One night Ratajkowski decided to “embrace the algorithm” and watch the suggested videos Instagram was flooding her timeline with. “Instagram knows I’m pregnant before most of our close friends or even my parents do” she joked. “My timeline is filled with targeted ads for maternity clothes, and my explore page is all pictures of babies, bellies, stretch marks, signs that say 12 weeks, and tips for expecting mothers.” She scrolled through a series of gender-reveal parties where “anxious couples stand a few feet apart, looking awkwardly at a large cake or a suspended balloon.” Ratajkowski said she is “taken aback by the pressure these videos capture.” She explained, “Even though I can’t see them, I can feel the presence of their audience—the family members and friends behind their iPhones—as the couple smiles nervously, bracing themselves before they strike. Watching them feels impolite, like I’m peering in on something intensely private.”
Ratajkowski said she started to notice a pattern after the reveals. “Often these couples do not embrace immediately. If blue confetti rains down, the father almost always seems instantly relieved; he walks a few steps away, his eyes wide and his hands behind his head. Maybe he jumps in the air. The pregnant woman, dressed up for the occasion in uncomfortable-seeming heels, looks to her gleeful partner and watches the excitement wash over him. She smiles politely before turning away from him and glancing at the crowd. Are girls universally terrifying to fathers? And mini-mes so universally appealing?”
The videos made her think about her husband and what a son would bring up for him. “Is he secretly yearning for a boy?” she asked herself. Ratajkowski said whenever she asks him he refuses to answer and swears that he doesn’t have a preference. She then revealed some of the fears she has at the idea of having a son and the privilege he would be inherently born with. “I’m scared of having a son too… I’ve known far too many white men who move through the world unaware of their privilege, and I’ve been traumatized by many of my experiences with them. And boys too; it’s shocking to realize how early young boys gain a sense of entitlement—to girls’ bodies and to the world in general. I’m not scared of raising a “bad guy,” as many of the men I’ve known who abuse their power do so unintentionally. But I’m terrified of inadvertently cultivating the carelessness and the lack of awareness that are so convenient for men. How do I raise a child who learns to like themself while also teaching them about their position of power in the world?”
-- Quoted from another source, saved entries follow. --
//! Configuration settings
//!
//! Settings are read from a `glossa.toml` file. Every table and field is
//! optional; anything left out falls back to the defaults below.
//!
//! ```toml
//! [parser]
//! latin_classes = ["foreign"]
//!
//! [translation]
//! provider = "mapping"
//! mapping_file = "translations.json"
//! ```

use std::path::{Path, PathBuf};

use glossa_ast::TextType;
use serde::{Deserialize, Serialize};

use crate::error::{GlossaError, Result};

/// Name of the settings file looked up by the command line tool
pub const SETTINGS_FILE: &str = "glossa.toml";

/// Top-level settings structure
#[derive(Debug, Clone, PartialEq, Serialize, Deserialize, Default)]
#[serde(default)]
pub struct Settings {
    /// Structural parser settings
    pub parser: ParserConfig,
    /// Markup serializer settings
    pub generator: GeneratorConfig,
    /// Translation settings
    pub translation: TranslationConfig,
}

impl Settings {
    /// Parse settings from a TOML string
    pub fn from_toml_str(toml_str: &str) -> std::result::Result<Self, toml::de::Error> {
        toml::from_str(toml_str)
    }

    /// Load settings from a file
    ///
    /// A missing file yields the defaults. An unreadable or invalid file is a
    /// configuration error. Relative file paths inside the settings are
    /// resolved against the settings file's directory.
    pub fn load(path: &Path) -> Result<Self> {
        if !path.exists() {
            return Ok(Self::default());
        }
        let content = std::fs::read_to_string(path).map_err(|e| {
            GlossaError::Configuration(format!("cannot read {}: {}", path.display(), e))
        })?;
        let mut settings = Self::from_toml_str(&content).map_err(|e| {
            GlossaError::Configuration(format!("invalid settings in {}: {}", path.display(), e))
        })?;
        if let Some(base) = path.parent() {
            settings.translation.resolve_paths(base);
        }
        Ok(settings)
    }

    /// Render the effective settings as TOML
    pub fn to_toml_string(&self) -> Result<String> {
        toml::to_string_pretty(self)
            .map_err(|e| GlossaError::Configuration(format!("cannot render settings: {}", e)))
    }
}

/// Structural parser configuration
#[derive(Debug, Clone, PartialEq, Serialize, Deserialize)]
#[serde(default)]
pub struct ParserConfig {
    /// Classes marking foreign-language examples
    pub latin_classes: Vec<String>,
    /// Classes marking glosses
    pub gloss_classes: Vec<String>,
    /// Classes marking bibliographic references
    pub reference_classes: Vec<String>,
    /// Anchor id prefixes that mark footnotes
    pub footnote_prefixes: Vec<String>,
    /// Ids of wrapper elements whose children are treated as top-level content
    pub content_root_ids: Vec<String>,
}

impl Default for ParserConfig {
    fn default() -> Self {
        Self {
            latin_classes: vec!["foreign".to_string()],
            gloss_classes: vec!["gloss".to_string()],
            reference_classes: vec!["bibl".to_string()],
            footnote_prefixes: vec!["fn".to_string(), "rfn".to_string()],
            content_root_ids: vec!["page-wrapper".to_string()],
        }
    }
}

impl ParserConfig {
    /// Class rules in priority order: the first rule with a matching class wins
    pub fn class_rules(&self) -> [(TextType, &[String]); 3] {
        [
            (TextType::Latin, self.latin_classes.as_slice()),
            (TextType::Gloss, self.gloss_classes.as_slice()),
            (TextType::Reference, self.reference_classes.as_slice()),
        ]
    }

    /// Classify an element by its classes
    pub fn text_type_for<'a, I>(&self, classes: I) -> TextType
    where
        I: IntoIterator<Item = &'a str> + Clone,
    {
        for (text_type, rule) in self.class_rules() {
            if classes.clone().into_iter().any(|c| rule.iter().any(|r| r == c)) {
                return text_type;
            }
        }
        TextType::English
    }

    /// Whether an anchor id marks a footnote
    pub fn is_footnote_id(&self, id: &str) -> bool {
        self.footnote_prefixes.iter().any(|p| id.starts_with(p.as_str()))
    }
}

/// Markup serializer configuration
#[derive(Debug, Clone, PartialEq, Serialize, Deserialize)]
#[serde(default)]
pub struct GeneratorConfig {
    /// Stylesheet referenced from the document head
    pub stylesheet: String,
    /// Spaces per indentation level
    pub indent_size: usize,
}

impl Default for GeneratorConfig {
    fn default() -> Self {
        Self {
            stylesheet: "./site.css".to_string(),
            indent_size: 2,
        }
    }
}

/// Translation configuration
#[derive(Debug, Clone, PartialEq, Serialize, Deserialize)]
#[serde(default)]
pub struct TranslationConfig {
    /// Collaborator name, see [`crate::translate::list_providers`]
    pub provider: String,
    /// Language named in translation requests
    pub target_language: String,
    /// Attempts per document before giving up
    pub max_attempts: u32,
    /// Program and arguments for the `command` provider
    pub command: Vec<String>,
    /// Translation file for the `mapping` provider
    #[serde(skip_serializing_if = "Option::is_none")]
    pub mapping_file: Option<PathBuf>,
    /// Glossary file (TOML or JSON)
    #[serde(skip_serializing_if = "Option::is_none")]
    pub glossary: Option<PathBuf>,
}

impl TranslationConfig {
    /// Anchor relative file paths at `base`
    pub fn resolve_paths(&mut self, base: &Path) {
        for path in [&mut self.mapping_file, &mut self.glossary].into_iter().flatten() {
            if path.is_relative() {
                *path = base.join(&*path);
            }
        }
    }
}

impl Default for TranslationConfig {
    fn default() -> Self {
        Self {
            provider: "command".to_string(),
            target_language: crate::translate::DEFAULT_TARGET_LANGUAGE.to_string(),
            max_attempts: 3,
            command: Vec::new(),
            mapping_file: None,
            glossary: None,
        }
    }
}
Ratajkowski revealed that despite her apprehensions about having a boy, when she called her best friend to tell her she was pregnant they both immediately agreed- she’s carrying a boy. Her friend told her, “I’m picturing a dark-haired son… I don’t know why; I can just see it.” The model said she nodded and studied the red fabric of her couch, “trying to imagine a baby boy’s tiny body lying next to my thigh.”